* Instructions for the task:
How many lines of the data include the string "HeaderMap"? State that number alone.

━━━━━ Dataset records

#[cfg(test)]
mod tests {
    use super::*;
    use crate::billing::resolver::PriceCatalog;
    use crate::config::{Config, StripeSettings};
    use crate::db::mock_db::{MockBillingDb, MockEventLog};
    use crate::models::plan::PlanTier;
    use crate::services::stripe::MockStripeGateway;
    use crate::state::AppState;
    use axum::extract::State as AxumState;
    use axum::http::{HeaderMap, HeaderValue};
    use std::sync::Arc;

    fn test_config() -> Arc<Config> {
        Arc::new(Config {
            database_url: String::new(),
            frontend_origin: "https://app.example.com".into(),
            stripe: StripeSettings {
                secret_key: "stub".into(),
                webhook_secret: "whsec_stub".into(),
            },
            pro_price_ids: vec!["price_pro".into()],
            business_price_ids: vec!["price_biz".into()],
        })
    }

    fn test_state(
        db: Arc<MockBillingDb>,
        stripe: Arc<MockStripeGateway>,
        event_log: Arc<MockEventLog>,
    ) -> AppState {
        let config = test_config();
        AppState {
            db,
            event_log,
            stripe,
            catalog: Arc::new(PriceCatalog::new(
                config.pro_price_ids.clone(),
                config.business_price_ids.clone(),
            )),
            config,
        }
    }

    fn stub_headers() -> HeaderMap {
        let mut headers = HeaderMap::new();
        headers.insert("Stripe-Signature", HeaderValue::from_static("t=1,v1=stub"));
        headers
    }

    async fn deliver(state: AppState, body: serde_json::Value) -> Response {
        webhook(
            AxumState(state),
            stub_headers(),
            axum::body::Bytes::from(serde_json::to_vec(&body).unwrap()),
        )
        .await
    }

    fn subscription_payload(
        evt_id: &str,
        evt_type: &str,
        sub_id: &str,
        customer: &str,
        status: &str,
        price_id: &str,
        unit_amount: i64,
        period_end: i64,
        cancel_at_period_end: bool,
    ) -> serde_json::Value {
        serde_json::json!({
            "id": evt_id,
            "type": evt_type,
            "data": { "object": {
                "id": sub_id,
                "customer": customer,
                "status": status,
                "cancel_at_period_end": cancel_at_period_end,
                "current_period_start": period_end - 2_592_000,
                "current_period_end": period_end,
                "items": { "data": [ { "price": {
                    "id": price_id,
                    "unit_amount": unit_amount,
                    "currency": "usd"
                } } ] }
            } }
        })
    }

    #[tokio::test]
    async fn webhook_missing_signature_header_is_rejected() {
        let state = test_state(
            Arc::new(MockBillingDb::default()),
            Arc::new(MockStripeGateway::new()),
            Arc::new(MockEventLog::default()),
        );

        let resp = webhook(
            AxumState(state),
            HeaderMap::new(),
            axum::body::Bytes::from_static(b"{}"),
        )
        .await;
        assert_eq!(resp.status(), StatusCode::BAD_REQUEST);
    }

    #[tokio::test]
    async fn webhook_checkout_completed_maps_customer_and_syncs_subscription() {
        let user_id = Uuid::new_v4();
        let db = Arc::new(MockBillingDb::default());
        let stripe = Arc::new(MockStripeGateway::new().with_subscription(
            crate::services::stripe::SubscriptionInfo {
                id: "sub_1".into(),
                customer: "cus_1".into(),
                status: "active".into(),
                price_id: Some("price_pro".into()),
                currency: Some("usd".into()),
                amount_due: Some(1500),
                current_period_start: Some(1_797_000_000),
                current_period_end: Some(1_800_000_000),
                cancel_at_period_end: false,
                canceled_at: None,
                trial_end: None,
            },
        ));
        let state = test_state(db.clone(), stripe, Arc::new(MockEventLog::default()));

        let body = serde_json::json!({
            "id": "evt_checkout",
            "type": "checkout.session.completed",
            "data": { "object": {
                "id": "cs_test_123",
                "customer": "cus_1",
                "subscription": "sub_1",
                "metadata": { "user_id": user_id.to_string() }
            } }
        });

        let resp = deliver(state, body).await;
        assert_eq!(resp.status(), StatusCode::OK);

        assert_eq!(
            db.customers.lock().unwrap().get("cus_1").copied(),
            Some(user_id)
        );
        let claims = db.claims_for(user_id).expect("claims written");
        assert_eq!(claims.plan, PlanTier::Pro);
        assert!(claims.stripe_active);
        assert!(!claims.stripe_past_due);
    }

    #[tokio::test]
    async fn webhook_subscription_updated_syncs_from_payload() {
        let user_id = Uuid::new_v4();
        let db = Arc::new(MockBillingDb::default().with_customer("cus_1", user_id));
        // No subscription seeded in the gateway: the payload must be enough.
        let state = test_state(
            db.clone(),
            Arc::new(MockStripeGateway::new()),
            Arc::new(MockEventLog::default()),
        );

        let body = subscription_payload(
            "evt_upd",
            "customer.subscription.updated",
            "sub_1",
            "cus_1",
            "active",
            "price_biz",
            30_000,
            1_800_000_000,
            false,
        );

        let resp = deliver(state, body).await;
        assert_eq!(resp.status(), StatusCode::OK);

        let claims = db.claims_for(user_id).unwrap();
        assert_eq!(claims.plan, PlanTier::Business);
        assert!(claims.stripe_active);
    }

    #[tokio::test]
    async fn webhook_deleted_superseded_subscription_keeps_winner_claims() {
        let user_id = Uuid::new_v4();
        let db = Arc::new(MockBillingDb::default().with_customer("cus_1", user_id));
        let stripe = Arc::new(MockStripeGateway::new());
        let event_log = Arc::new(MockEventLog::default());

        // A Pro subscription arrives first, then a Business one wins the
        // reconciliation; the Pro record ends up superseded with cancellation
        // scheduled at period end.
        let resp = deliver(
            test_state(db.clone(), stripe.clone(), event_log.clone()),
            subscription_payload(
                "evt_1",
                "customer.subscription.created",
                "sub_pro",
                "cus_1",
                "active",
                "price_pro",
                1500,
                1_800_000_000,
                false,
            ),
        )
        .await;
        assert_eq!(resp.status(), StatusCode::OK);

        let resp = deliver(
            test_state(db.clone(), stripe.clone(), event_log.clone()),
            subscription_payload(
                "evt_2",
                "customer.subscription.created",
                "sub_biz",
                "cus_1",
                "active",
                "price_biz",
                30_000,
                1_799_000_000,
                false,
            ),
        )
        .await;
        assert_eq!(resp.status(), StatusCode::OK);
        assert!(db.subscription("sub_pro").unwrap().superseded);
        assert!(stripe
            .cancel_requests
            .lock()
            .unwrap()
            .contains(&("sub_pro".to_string(), true)));

        // The superseded Pro subscription dies at period end. Its deletion
        // must not revoke the Business claims.
        let resp = deliver(
            test_state(db.clone(), stripe.clone(), event_log.clone()),
            serde_json::json!({
                "id": "evt_3",
                "type": "customer.subscription.deleted",
                "data": { "object": {
                    "id": "sub_pro",
                    "customer": "cus_1",
                    "status": "canceled",
                    "cancel_at_period_end": true
                } }
            }),
        )
        .await;
        assert_eq!(resp.status(), StatusCode::OK);

        let claims = db.claims_for(user_id).unwrap();
        assert_eq!(claims.plan, PlanTier::Business);
        assert!(claims.stripe_active);
        // History survives: the record is soft-marked, not deleted.
        assert_eq!(db.subscription("sub_pro").unwrap().status, "canceled");
    }

    #[tokio::test]
    async fn webhook_duplicate_event_id_is_not_reprocessed() {
        let user_id = Uuid::new_v4();
        let db = Arc::new(MockBillingDb::default().with_customer("cus_1", user_id));
        let stripe = Arc::new(MockStripeGateway::new());
        let event_log = Arc::new(MockEventLog::default());

        let body = subscription_payload(
            "evt_dup",
            "customer.subscription.updated",
            "sub_1",
            "cus_1",
            "active",
            "price_pro",
            1500,
            1_800_000_000,
            false,
        );

        let resp = deliver(
            test_state(db.clone(), stripe.clone(), event_log.clone()),
            body.clone(),
        )
        .await;
        assert_eq!(resp.status(), StatusCode::OK);
        assert_eq!(*db.reconcile_calls.lock().unwrap(), 1);

        let resp = deliver(test_state(db.clone(), stripe, event_log), body).await;
        assert_eq!(resp.status(), StatusCode::OK);
        assert_eq!(*db.reconcile_calls.lock().unwrap(), 1);
    }

    #[tokio::test]
    async fn webhook_unknown_event_type_is_acknowledged_without_state_change() {
        let db = Arc::new(MockBillingDb::default());
        let state = test_state(
            db.clone(),
            Arc::new(MockStripeGateway::new()),
            Arc::new(MockEventLog::default()),
        );

        let body = serde_json::json!({
            "id": "evt_misc",
            "type": "customer.created",
            "data": { "object": { "id": "cus_9" } }
        });

        let resp = deliver(state, body).await;
        assert_eq!(resp.status(), StatusCode::OK);
        assert!(db.subscriptions.lock().unwrap().is_empty());
        assert!(db.claims_updates.lock().unwrap().is_empty());
    }

    #[tokio::test]
    async fn webhook_unmatched_customer_is_a_silent_ack() {
        let db = Arc::new(MockBillingDb::default());
        let state = test_state(
            db.clone(),
            Arc::new(MockStripeGateway::new()),
            Arc::new(MockEventLog::default()),
        );

        let body = subscription_payload(
            "evt_orphan",
            "customer.subscription.updated",
            "sub_1",
            "cus_unknown",
            "active",
            "price_pro",
            1500,
            1_800_000_000,
            false,
        );

        let resp = deliver(state, body).await;
        assert_eq!(resp.status(), StatusCode::OK);
        assert!(db.claims_updates.lock().unwrap().is_empty());
    }

    #[tokio::test]
    async fn webhook_invoice_payment_failed_surfaces_past_due_claims() {
        let user_id = Uuid::new_v4();
        let db = Arc::new(MockBillingDb::default().with_customer("cus_1", user_id));
        let stripe = Arc::new(MockStripeGateway::new().with_subscription(
            crate::services::stripe::SubscriptionInfo {
                id: "sub_1".into(),
                customer: "cus_1".into(),
                status: "past_due".into(),
                price_id: Some("price_pro".into()),
                currency: Some("usd".into()),
                amount_due: Some(1500),
                current_period_start: Some(1_797_000_000),
                current_period_end: Some(1_800_000_000),
                cancel_at_period_end: false,
                canceled_at: None,
                trial_end: None,
            },
        ));
        let state = test_state(db.clone(), stripe, Arc::new(MockEventLog::default()));

        let body = serde_json::json!({
            "id": "evt_inv",
            "type": "invoice.payment_failed",
            "data": { "object": {
                "id": "in_1",
                "customer": "cus_1",
                "subscription": "sub_1"
            } }
        });

        let resp = deliver(state, body).await;
        assert_eq!(resp.status(), StatusCode::OK);

        let claims = db.claims_for(user_id).unwrap();
        assert_eq!(claims.plan, PlanTier::Pro);
        assert!(!claims.stripe_active);
        assert!(claims.stripe_past_due);
    }

    #[tokio::test]
    async fn webhook_handler_failure_returns_500_and_stays_retryable() {
        let db = Arc::new(MockBillingDb::default());
        // Gateway has no such subscription, so the invoice-driven refetch
        // fails and the handler surfaces a 500.
        let stripe = Arc::new(MockStripeGateway::new());
        let event_log = Arc::new(MockEventLog::default());
        let state = test_state(db, stripe, event_log.clone());

        let body = serde_json::json!({
            "id": "evt_fail",
            "type": "invoice.paid",
            "data": { "object": { "id": "in_9", "subscription": "sub_missing" } }
        });

        let resp = deliver(state, body).await;
        assert_eq!(resp.status(), StatusCode::INTERNAL_SERVER_ERROR);
        // Not recorded as processed: Stripe's retry will be handled afresh.
        assert!(!event_log.seen.lock().unwrap().contains("evt_fail"));
    }
}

━━━━━━━━━━

* Problem solution:
4